Apart from a close friend who worked as a nurse at the hospital where I delivered my son, we were not allowed visitors because of COVID restrictions. When we returned home, my landlady was waiting with gifts and cheers for us and took pictures of our upgraded family. Postpartum life with a newborn during COVID holds just as many unique features as did the prenatal period. During my son’s six-month checkup, he seemed noticeably uncomfortable and hesitant as I placed him on the exam table. He kept looking to me, perhaps for affirmation that it was going to be OK. I tried as much as possible to smile with my eyes because he couldn’t see the smile behind my mask, but it was challenging.
On Sunday, I get to hold my son in my arms and celebrate my first Mother’s Day. As I reflect on this past year, the bumps along the way now seem like minor inconveniences compared to the immense joy I experience from being a mother to Warrick.
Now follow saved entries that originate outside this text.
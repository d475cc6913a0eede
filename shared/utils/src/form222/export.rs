//! Form 222 Export
//!
//! Serializes a form as text, JSON or CSV. Every format carries the same
//! content in the same order: form number, registrant block, each line
//! (number, item name, NDC, package count, package size) and finally the
//! execution date.

use handlebars::Handlebars;
use serde::{Deserialize, Serialize};
use std::str::FromStr;

use pharmreturn_models::RegulatedForm;

use crate::error::{ComplianceError, ComplianceResult};

const TEXT_TEMPLATE_NAME: &str = "form222_text";

const TEXT_TEMPLATE: &str = r#"DEA FORM 222 - U.S. OFFICIAL ORDER FORM FOR SCHEDULE I & II CONTROLLED SUBSTANCES
Form Number: {{form_number}}

REGISTRANT
Name: {{registrant.name}}
DEA Number: {{registrant.dea_number}}
Address: {{registrant.address}}
{{registrant.city}}, {{registrant.state}} {{registrant.zip}}

LINE ITEMS
{{#each lines}}
Line {{line_number}}: {{name_of_item}}
  NDC: {{ndc}}
  Packages: {{number_of_packages}}
  Package Size: {{size_of_package}}
{{/each}}

Total Lines: {{total_lines}}
Date Executed: {{date_executed}}
Status: {{status}}
"#;

/// Output format of an exported form.
#[derive(Debug, Clone, Copy, Default, PartialEq, Eq, Serialize, Deserialize)]
#[serde(rename_all = "lowercase")]
pub enum ExportFormat {
    #[default]
    Text,
    Json,
    Csv,
}

impl ExportFormat {
    pub fn extension(&self) -> &'static str {
        match self {
            Self::Text => "txt",
            Self::Json => "json",
            Self::Csv => "csv",
        }
    }
}

impl FromStr for ExportFormat {
    type Err = ComplianceError;

    fn from_str(s: &str) -> Result<Self, Self::Err> {
        match s.to_lowercase().as_str() {
            "text" | "txt" => Ok(Self::Text),
            "json" => Ok(Self::Json),
            "csv" => Ok(Self::Csv),
            other => Err(ComplianceError::validation(
                "export_format",
                format!("Unknown export format '{}'. Expected text, json or csv", other),
            )),
        }
    }
}

/// Renders forms in any [`ExportFormat`].
pub struct FormExporter {
    handlebars: Handlebars<'static>,
}

impl FormExporter {
    pub fn new() -> ComplianceResult<Self> {
        let mut handlebars = Handlebars::new();
        handlebars.set_strict_mode(true);
        handlebars.register_escape_fn(handlebars::no_escape);
        handlebars.register_template_string(TEXT_TEMPLATE_NAME, TEXT_TEMPLATE)?;

        Ok(Self { handlebars })
    }

    pub fn export(&self, form: &RegulatedForm, format: ExportFormat) -> ComplianceResult<Vec<u8>> {
        match format {
            ExportFormat::Text => self.render_text(form).map(String::into_bytes),
            ExportFormat::Json => Ok(serde_json::to_vec_pretty(form)?),
            ExportFormat::Csv => render_csv(form),
        }
    }

    pub fn render_text(&self, form: &RegulatedForm) -> ComplianceResult<String> {
        let registrant = &form.registrant_info;
        let context = serde_json::json!({
            "form_number": form.form_number,
            "registrant": {
                "name": registrant.name,
                "dea_number": registrant.dea_number,
                "address": registrant.address,
                "city": registrant.city,
                "state": registrant.state,
                "zip": registrant.zip,
            },
            "lines": form.line_items.iter().map(|line| serde_json::json!({
                "line_number": line.line_number,
                "name_of_item": line.name_of_item,
                "ndc": line.ndc,
                "number_of_packages": line.number_of_packages,
                "size_of_package": line.size_of_package,
            })).collect::<Vec<_>>(),
            "total_lines": form.total_lines,
            "date_executed": form.date_executed.format("%Y-%m-%d").to_string(),
            "status": form.status.as_str(),
        });

        Ok(self.handlebars.render(TEXT_TEMPLATE_NAME, &context)?)
    }
}

fn render_csv(form: &RegulatedForm) -> ComplianceResult<Vec<u8>> {
    let registrant = &form.registrant_info;
    let mut writer = csv::WriterBuilder::new()
        .flexible(true)
        .from_writer(Vec::new());

    writer.write_record(["form_number", form.form_number.as_str()])?;
    writer.write_record(["registrant_name", registrant.name.as_str()])?;
    writer.write_record(["dea_number", registrant.dea_number.as_str()])?;
    writer.write_record(["address", registrant.address.as_str()])?;
    writer.write_record(["city", registrant.city.as_str()])?;
    writer.write_record(["state", registrant.state.as_str()])?;
    writer.write_record(["zip", registrant.zip.as_str()])?;

    writer.write_record([
        "line_number",
        "name_of_item",
        "ndc",
        "number_of_packages",
        "size_of_package",
    ])?;
    for line in &form.line_items {
        writer.write_record([
            line.line_number.to_string(),
            line.name_of_item.clone(),
            line.ndc.clone(),
            line.number_of_packages.to_string(),
            line.size_of_package.clone(),
        ])?;
    }

    let date_executed = form.date_executed.format("%Y-%m-%d").to_string();
    writer.write_record(["date_executed", date_executed.as_str()])?;

    writer
        .into_inner()
        .map_err(|e| ComplianceError::export(e.to_string()))
}

/// Default export of a form (plain text).
pub fn export_form(form: &RegulatedForm) -> ComplianceResult<Vec<u8>> {
    FormExporter::new()?.export(form, ExportFormat::Text)
}
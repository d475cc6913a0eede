//! PharmReturn Form 222 CLI
//!
//! Normalizes scanned NDC identifiers and generates, validates and exports
//! DEA Form 222 transfer orders for Schedule II returns.

use clap::Parser;
use tracing::debug;

use pharmreturn_utils::{init_logging, AppConfig, ComplianceError, ErrorResponse};

mod cli;
mod commands;

use crate::cli::{Cli, Command};

fn main() {
    let cli = Cli::parse();

    let mut config = match AppConfig::load() {
        Ok(config) => config,
        Err(error) => {
            let code = report_error(ComplianceError::from(error).into(), cli.json);
            std::process::exit(code);
        }
    };
    if let Some(level) = &cli.log_level {
        config.logging.level = level.clone();
    }

    if let Err(error) = init_logging(&config.logging) {
        eprintln!("error: failed to initialize logging: {error}");
        std::process::exit(1);
    }
    debug!(environment = ?std::env::var("ENVIRONMENT").ok(), "Configuration loaded");

    let result = match &cli.command {
        Command::Scan(args) => commands::run_scan(args, cli.json),
        Command::Ndc(args) => commands::run_ndc(args, cli.json),
        Command::Generate(args) => commands::run_generate(args, &config, cli.json),
        Command::Validate(args) => commands::run_validate(args, cli.json),
    };

    let exit_code = match result {
        Ok(code) => code,
        Err(error) => report_error(error, cli.json),
    };
    std::process::exit(exit_code);
}

fn report_error(error: anyhow::Error, json: bool) -> i32 {
    let (code, response) = match error.downcast_ref::<ComplianceError>() {
        Some(compliance) => {
            let mut response = ErrorResponse::from(compliance.clone());
            response.message = format!("{:#}", error);
            (compliance.exit_code(), response)
        }
        None => (
            1,
            ErrorResponse {
                error: error.to_string(),
                code: "ERROR".to_string(),
                message: format!("{:#}", error),
                details: None,
            },
        ),
    };

    if json {
        match serde_json::to_string(&response) {
            Ok(line) => eprintln!("{}", line),
            Err(_) => eprintln!("error: {}", response.message),
        }
    } else {
        eprintln!("error: {}", response.message);
    }

    code
}
//! NDC and date normalization.

use once_cell::sync::Lazy;
use regex::Regex;

static VALID_NDC: Lazy<Regex> = Lazy::new(|| {
    Regex::new(
        r"^(?:[0-9]{5}-[0-9]{4}-[0-9]{2}|[0-9]{4}-[0-9]{4}-[0-9]{2}|[0-9]{5}-[0-9]{3}-[0-9]{2})$",
    )
    .expect("NDC format pattern compiles")
});

static ISO_DATE: Lazy<Regex> = Lazy::new(|| {
    Regex::new(r"^([0-9]{4})[-/]([0-9]{2})[-/]([0-9]{2})$").expect("ISO date pattern compiles")
});

static US_DATE: Lazy<Regex> = Lazy::new(|| {
    Regex::new(r"^([0-9]{1,2})[-/]([0-9]{1,2})[-/]([0-9]{4})$").expect("US date pattern compiles")
});

/// Regroup the digits of an NDC by digit count: 11 -> 5-4-2, 10 -> 5-4-1,
/// 9 -> 4-4-1. Any other count returns the input unchanged.
pub fn normalize_ndc(raw: &str) -> String {
    let digits: String = raw.chars().filter(|c| c.is_ascii_digit()).collect();

    let (first, second) = match digits.len() {
        11 => (5, 9),
        10 => (5, 9),
        9 => (4, 8),
        _ => return raw.to_string(),
    };

    format!(
        "{}-{}-{}",
        &digits[..first],
        &digits[first..second],
        &digits[second..]
    )
}

/// `YYYY-MM-DD` / `YYYY/MM/DD` pass through with dashes, US month-first
/// `MM/DD/YYYY` is reordered. Anything else is returned unchanged.
pub fn normalize_date(raw: &str) -> String {
    let trimmed = raw.trim();

    if let Some(caps) = ISO_DATE.captures(trimmed) {
        return format!("{}-{}-{}", &caps[1], &caps[2], &caps[3]);
    }

    if let Some(caps) = US_DATE.captures(trimmed) {
        return format!("{}-{:0>2}-{:0>2}", &caps[3], &caps[1], &caps[2]);
    }

    raw.to_string()
}

/// Strict check against the three dashed layouts 5-4-2, 4-4-2 and 5-3-2.
///
/// Note that the 10- and 9-digit shapes produced by [`normalize_ndc`]
/// (5-4-1, 4-4-1) do not pass; callers use this to prompt for correction.
pub fn is_valid_ndc_format(ndc: &str) -> bool {
    VALID_NDC.is_match(ndc)
}
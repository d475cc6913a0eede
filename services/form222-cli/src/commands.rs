//! Subcommand implementations.

use std::fs;
use std::io::{self, Write};
use std::path::Path;

use anyhow::{Context, Result};
use serde::de::DeserializeOwned;
use serde::Deserialize;
use tracing::{info, warn};

use pharmreturn_models::{ControlledLineItem, Registrant, RegulatedForm};
use pharmreturn_utils::{
    dea_check_digit_matches, is_valid_ndc_format, normalize_ndc, validate_batch,
    validate_registrant, AppConfig, ComplianceError, FormExporter, FormGenerator,
    FormValidation, IdentifierParser,
};

use crate::cli::{GenerateArgs, NdcArgs, ScanArgs, ValidateArgs};

/// Input document of `generate`.
#[derive(Debug, Deserialize)]
#[serde(rename_all = "camelCase")]
pub struct GenerateInput {
    #[serde(default)]
    pub registrant: Option<Registrant>,
    pub items: Vec<ControlledLineItem>,
}

pub fn run_scan(args: &ScanArgs, json: bool) -> Result<i32> {
    let parser = IdentifierParser::new();
    let mut out = io::stdout().lock();

    for raw in &args.raw {
        let scan = parser.parse_detailed(raw);
        let valid = is_valid_ndc_format(&scan.identifier.ndc);

        if json {
            let line = serde_json::json!({ "input": raw, "scan": scan, "validNdc": valid });
            writeln!(out, "{}", line)?;
        } else {
            let id = &scan.identifier;
            writeln!(
                out,
                "{:<14} ndc={} lot={} exp={}{}",
                scan.format,
                id.ndc,
                id.lot_number.as_deref().unwrap_or("-"),
                id.expiration_date.as_deref().unwrap_or("-"),
                if valid { "" } else { "  (check NDC)" }
            )?;
        }
    }

    Ok(0)
}

pub fn run_ndc(args: &NdcArgs, json: bool) -> Result<i32> {
    let normalized = normalize_ndc(args.ndc.trim());
    let valid = is_valid_ndc_format(&normalized);

    if json {
        println!(
            "{}",
            serde_json::json!({ "input": args.ndc, "ndc": normalized, "valid": valid })
        );
    } else {
        println!("{}{}", normalized, if valid { "" } else { "  (invalid format)" });
    }

    Ok(if valid { 0 } else { 1 })
}

pub fn run_generate(args: &GenerateArgs, config: &AppConfig, json: bool) -> Result<i32> {
    let input: GenerateInput = read_json(&args.input)?;
    let registrant = resolve_registrant(input.registrant, config)?;
    check_registrant(&registrant);

    if input.items.is_empty() {
        warn!("No controlled substances found in {}", args.input.display());
        if json {
            println!("[]");
        }
        return Ok(0);
    }

    let forms = FormGenerator::new()
        .with_default_package_size(config.forms.default_package_size)
        .generate(&registrant, &input.items);
    let results = validate_batch(&forms);

    let format = args.format.unwrap_or(config.forms.export_format);
    let exporter = FormExporter::new()?;

    // Files always use the export format. On stdout `--json` prints forms
    // and validation results as one document instead.
    if let Some(dir) = &args.out_dir {
        fs::create_dir_all(dir)
            .map_err(ComplianceError::from)
            .with_context(|| format!("creating {}", dir.display()))?;

        for form in &forms {
            let path = dir.join(format!("{}.{}", form.form_number, format.extension()));
            fs::write(&path, exporter.export(form, format)?)
                .map_err(ComplianceError::from)
                .with_context(|| format!("writing {}", path.display()))?;
            info!(path = %path.display(), "Wrote form");
        }

        if json {
            println!("{}", serde_json::to_string_pretty(&results)?);
        }
    } else if json {
        println!("{}", serde_json::to_string_pretty(&generation_report(&forms, &results))?);
    } else {
        let mut out = io::stdout().lock();
        for form in &forms {
            out.write_all(&exporter.export(form, format)?)?;
            writeln!(out)?;
        }
    }

    report_violations(&results);
    Ok(exit_code_for(&results))
}

pub fn run_validate(args: &ValidateArgs, json: bool) -> Result<i32> {
    let forms: Vec<RegulatedForm> = read_json(&args.input)?;
    let results = validate_batch(&forms);

    if json {
        println!("{}", serde_json::to_string_pretty(&results)?);
    } else {
        for result in &results {
            if result.is_valid {
                println!("{}: OK", result.form_number);
            } else {
                println!("{}: {} violation(s)", result.form_number, result.violations.len());
                for violation in &result.violations {
                    println!("  - {}", violation);
                }
            }
        }
    }

    Ok(exit_code_for(&results))
}

fn read_json<T: DeserializeOwned>(path: &Path) -> Result<T> {
    let raw = fs::read_to_string(path)
        .map_err(ComplianceError::from)
        .with_context(|| format!("reading {}", path.display()))?;

    let value = serde_json::from_str(&raw)
        .map_err(ComplianceError::from)
        .with_context(|| format!("parsing {}", path.display()))?;

    Ok(value)
}

/// Registrant from the input document, else the configured one.
pub fn resolve_registrant(
    from_input: Option<Registrant>,
    config: &AppConfig,
) -> Result<Registrant, ComplianceError> {
    from_input
        .or_else(|| config.registrant.clone())
        .ok_or_else(|| {
            ComplianceError::validation(
                "registrant",
                "No registrant in the input document or configuration",
            )
        })
}

// Registrant problems are warnings here; validate_form decides usability.
fn check_registrant(registrant: &Registrant) {
    if let Err(error) = validate_registrant(registrant) {
        warn!(error = %error, "Registrant profile is incomplete");
    }
    if !dea_check_digit_matches(&registrant.dea_number) {
        warn!(
            dea_number = %registrant.dea_number,
            "DEA number check digit does not match"
        );
    }
}

/// `--json` stdout document of `generate`.
fn generation_report(forms: &[RegulatedForm], results: &[FormValidation]) -> serde_json::Value {
    serde_json::json!({ "forms": forms, "validation": results })
}

fn report_violations(results: &[FormValidation]) {
    for result in results.iter().filter(|r| !r.is_valid) {
        for violation in &result.violations {
            eprintln!("{}: {}", result.form_number, violation);
        }
    }
}

fn exit_code_for(results: &[FormValidation]) -> i32 {
    if results.iter().all(|r| r.is_valid) {
        0
    } else {
        1
    }
}

#[cfg(test)]
mod tests {
    use super::*;

    fn registrant(name: &str) -> Registrant {
        Registrant {
            business_name: name.to_string(),
            dea_number: "AB1234563".to_string(),
            address: "100 Main St".to_string(),
            city: "Springfield".to_string(),
            state: "IL".to_string(),
            zip: "62701".to_string(),
        }
    }

    #[test]
    fn test_input_registrant_wins_over_config() {
        let config = AppConfig {
            registrant: Some(registrant("Configured")),
            ..AppConfig::default()
        };

        let chosen = resolve_registrant(Some(registrant("From input")), &config).unwrap();
        assert_eq!(chosen.business_name, "From input");

        let chosen = resolve_registrant(None, &config).unwrap();
        assert_eq!(chosen.business_name, "Configured");
    }

    #[test]
    fn test_missing_registrant_is_an_error() {
        let err = resolve_registrant(None, &AppConfig::default()).unwrap_err();
        assert_eq!(err.error_code(), "VALIDATION_ERROR");
    }

    #[test]
    fn test_generate_input_parses_ui_payload() {
        let input: GenerateInput = serde_json::from_str(
            r#"{
                "registrant": {
                    "businessName": "HealthCare Pharmacy",
                    "deaNumber": "AB1234567",
                    "address": "100 Main St",
                    "city": "Springfield",
                    "state": "IL",
                    "zip": "62701"
                },
                "items": [
                    {"ndc": "00406-0552-01", "productName": "Roxicodone", "strength": "5 mg",
                     "dosageForm": "Tablet", "quantity": 2, "packageSize": 30}
                ]
            }"#,
        )
        .unwrap();

        assert_eq!(input.registrant.unwrap().dea_number, "AB1234567");
        assert_eq!(input.items[0].package_size, Some(30));
    }

    #[test]
    fn test_exit_code_for_results() {
        let ok = FormValidation {
            form_number: "a".to_string(),
            is_valid: true,
            violations: vec![],
        };
        let bad = FormValidation {
            form_number: "b".to_string(),
            is_valid: false,
            violations: vec!["Invalid DEA number format".to_string()],
        };
        assert_eq!(exit_code_for(&[ok.clone()]), 0);
        assert_eq!(exit_code_for(&[ok, bad]), 1);
    }

    #[test]
    fn test_generation_report_carries_forms_and_validation() {
        let forms = pharmreturn_utils::generate_forms(
            &registrant("HealthCare Pharmacy"),
            &[ControlledLineItem::new("00406-0552-01", "Roxicodone", 2)],
        );
        let results = validate_batch(&forms);

        let report = generation_report(&forms, &results);
        assert_eq!(report["forms"][0]["formNumber"], forms[0].form_number.as_str());
        assert_eq!(report["forms"][0]["lineItems"][0]["ndc"], "00406-0552-01");
        assert_eq!(report["validation"][0]["isValid"], true);
    }

    #[test]
    fn test_registrant_check_tolerates_non_ascii_digits() {
        let mut malformed = registrant("HealthCare Pharmacy");
        malformed.dea_number = "AB١٢٣٤٥٦٧".to_string();
        check_registrant(&malformed);

        let forms = pharmreturn_utils::generate_forms(
            &malformed,
            &[ControlledLineItem::new("00406-0552-01", "Roxicodone", 2)],
        );
        let results = validate_batch(&forms);
        assert_eq!(exit_code_for(&results), 1);
        assert_eq!(results[0].violations, vec!["Invalid DEA number format".to_string()]);
    }
}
Every day I celebrate the gift that God gave to me in the form of my son. I am grateful for the community of supporters everywhere, who surrounded families like mine and individuals like me during this challenging time. Thank you for the texts, calls, video check-ins, drive-bys, socially distanced walks, meal preps, virtual game nights, and meaningful ways that you adopted to continue to express your love for those people in your lives who needed you the most during this pandemic.